He comprobado por experiencia propia la inutilidad de los simuladores. De las suposiciones previas, los “como si”; de la empecinada maniobra de nuestra racionalidad, que insiste en anticiparse a los acontecimientos y pretende -con toda soberbia- tener los medios para acceder a la vivencia directa antes de la vivencia en cuestión. Pamplinas, puras pamplinas (diría aquí, si esto se tratara de un comic). Los simuladores, claro está, deben tener su utilidad cuando uno quiere entrenar para poder manejarse en el espacio sideral, pero en temas más terrestres, propios “de la vida misma”, no hay modo de poner la carreta delante de los bueyes: sabremos de qué se trata cuando estemos metidos hasta las orejas en aquello de lo que se trata. Ni un minuto antes y, para colmo de males, de manera intrasmisible. Tómese como ejemplos extremos actos como nacer o morir, los ritos iniciáticos más contundentes por los que puede pasar un individuo, desintegradores y terroríficos mientras se viven, pero con el triste premio de no conservar memoria o posibilidad de legado alguno.

La maternidad es un paradigma de estas vivencias exuberantes -incluso arquetípicas- con pobre capacidad de ser previstas desde afuera, por más libros que se lean, botellas de ginebra que se tomen o declaraciones existenciales que se hagan. Seguramente, todas esas mujeres que siempre quisieron ser madres, que jugaron a las muñecas, que soñaron con el príncipe azul y se probaron sus prendas mil y una vez antes de salir a una fiesta, tengan las cosas más fáciles: para ellas, no tener un niño a cargo sencillamente no es una posibilidad (de hecho, cuando ocurre, lo viven como un fracaso), un enorme vientre de embarazada es un motivo de orgullo -“yo también puedo”-, y en general no se les pasa por la mente que su realización (palabra odiosa, que implica quién sabe qué traducciones extrañas entre los reinos del ser y el no ser en sentido absoluto) no necesariamente incluye “su realización como mujer” en sentido biológico. Nunca escuché a un varón decir que no se siente “realizado como hombre”; sí, quizás, “como padre”, lo que no deja de tener cierta lógica si uno no tiene hijos (como supongo que tampoco se sentirá realizado como abogado si es dentista, por cierto).

Yo nunca quise ser madre -de hecho, siempre afirmé que jamás lo sería– hasta que quise ser madre.

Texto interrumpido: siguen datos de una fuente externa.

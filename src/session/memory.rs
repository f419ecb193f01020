use std::collections::HashMap;
use std::sync::Arc;

use argon2::password_hash::rand_core::OsRng;
use argon2::password_hash::SaltString;
use argon2::{Argon2, PasswordHash, PasswordHasher, PasswordVerifier};
use tokio::sync::{watch, RwLock};
use tracing::{debug, info, instrument};
use uuid::Uuid;

use super::{AuthError, AuthProvider, AuthUser};

const MIN_PASSWORD_CHARS: usize = 6;

struct Account {
    user: AuthUser,
    password_hash: String,
}

struct State {
    accounts: RwLock<HashMap<String, Account>>,
    session: watch::Sender<Option<AuthUser>>,
}

/// Auth provider backed by a process-local account table with Argon2id
/// password hashes. Intended for development and tests.
#[derive(Clone)]
pub struct InMemoryAuthProvider {
    state: Arc<State>,
}

impl Default for InMemoryAuthProvider {
    fn default() -> Self {
        Self::new()
    }
}

impl InMemoryAuthProvider {
    pub fn new() -> Self {
        let (session, _) = watch::channel(None);
        Self {
            state: Arc::new(State {
                accounts: RwLock::new(HashMap::new()),
                session,
            }),
        }
    }

    #[instrument(skip(self, password))]
    pub async fn register(&self, email: &str, password: &str) -> Result<AuthUser, AuthError> {
        let key = normalize(email);
        if password.chars().count() < MIN_PASSWORD_CHARS {
            return Err(AuthError::WeakPassword(format!(
                "must be at least {MIN_PASSWORD_CHARS} characters"
            )));
        }

        // Argon2 runs before the account table is locked.
        let password_hash = run_blocking({
            let password = password.to_owned();
            move || hash_password(&password)
        })
        .await?;

        let mut accounts = self.state.accounts.write().await;
        if accounts.contains_key(&key) {
            return Err(AuthError::EmailTaken(key));
        }
        let user = AuthUser { id: Uuid::new_v4(), email: key.clone() };
        accounts.insert(key, Account { user: user.clone(), password_hash });
        drop(accounts);
        info!(user_id = %user.id, "Account registered");
        Ok(user)
    }
}

impl AuthProvider for InMemoryAuthProvider {
    async fn current_user(&self) -> Option<AuthUser> {
        self.state.session.borrow().clone()
    }

    async fn login(&self, email: &str, password: &str) -> Result<AuthUser, AuthError> {
        let (user, password_hash) = {
            let accounts = self.state.accounts.read().await;
            let account = accounts.get(&normalize(email)).ok_or(AuthError::InvalidCredentials)?;
            (account.user.clone(), account.password_hash.clone())
        };
        let matches = run_blocking({
            let password = password.to_owned();
            move || verify_password(&password, &password_hash)
        })
        .await?;
        if !matches {
            debug!(user_id = %user.id, "Password mismatch");
            return Err(AuthError::InvalidCredentials);
        }
        self.state.session.send_replace(Some(user.clone()));
        Ok(user)
    }

    async fn logout(&self) -> Result<(), AuthError> {
        self.state.session.send_replace(None);
        Ok(())
    }

    fn subscribe(&self) -> watch::Receiver<Option<AuthUser>> {
        self.state.session.subscribe()
    }
}

async fn run_blocking<T: Send + 'static>(
    work: impl FnOnce() -> Result<T, AuthError> + Send + 'static,
) -> Result<T, AuthError> {
    tokio::task::spawn_blocking(work)
        .await
        .map_err(|e| AuthError::Crypto(format!("hashing task failed: {e}")))?
}

fn normalize(email: &str) -> String {
    email.trim().to_lowercase()
}

fn hash_password(password: &str) -> Result<String, AuthError> {
    let salt = SaltString::generate(&mut OsRng);
    Argon2::default()
        .hash_password(password.as_bytes(), &salt)
        .map(|hash| hash.to_string())
        .map_err(|e| AuthError::Crypto(format!("hash error: {e}")))
}

fn verify_password(password: &str, hash: &str) -> Result<bool, AuthError> {
    let parsed_hash =
        PasswordHash::new(hash).map_err(|e| AuthError::Crypto(format!("invalid hash format: {e}")))?;
    match Argon2::default().verify_password(password.as_bytes(), &parsed_hash) {
        Ok(()) => Ok(true),
        Err(argon2::password_hash::Error::Password) => Ok(false),
        Err(e) => Err(AuthError::Crypto(format!("verify error: {e}"))),
    }
}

O, más precisamente, madre de un hijo con G. Igual, aun entonces, me faltaban unos cinco años todavía para estar lista; siempre me hubieran faltado cinco años más para animarme (de hecho, creo que todavía me faltan). Esa es la ventaja/desventaja del límite reproductivo de las mujeres: se cobra plena conciencia del para siempre, sea el para siempre de tener un hijo como el de no tenerlo. Los hombres, con gimnasio, cirugía y una esposa progresivamente más joven, podrían engañarse hasta el fin de sus días.

Pero yo decidí decir que sí y el Universo me dio la razón, me dijo: “Hágase Tu voluntad”, me palmeó la espalda enseguida. Quizás temía que, si lo pensaba más, me echara para atrás y entonces se hubiera quedado sin Astor. Fue un pestañeo en mi incipiente capacidad de decir “sí”, un titubeo en mi prodigiosa capacidad de decir “no”. Me alegro de que haya salido bien: en un pestañeo, en un titubeo, caben cosmologías inmensas, eones de vidas posibles, áridas odiseas enteras.

No he llegado ni al segundo párrafo del prólogo. En realidad, sólo quería contar un sueño lunar que tuve la otra noche. Y la visión de dos personajes oníricos que se atravesaron en mi camino a plena luz del día. Y la sensación de haber vuelto a ver hoy a uno de ellos, en un video, durante un instante mientras hacía una fila. Pensé que, quizás, si contaba por qué ya no puedo ocuparme de esas cosas -cosas que me perturban, me alegran, me intrigan, me azuzan-, tarde o temprano desembocaría en la caza de las imágenes mismas, en el tejido brillante de la telaraña. Pero aún están muy lejos, a kilómetros de mí misma. Aún muy lejos de este pedacito de texto.

Sí, es que no he llegado todavía ni al segundo párrafo del prólogo.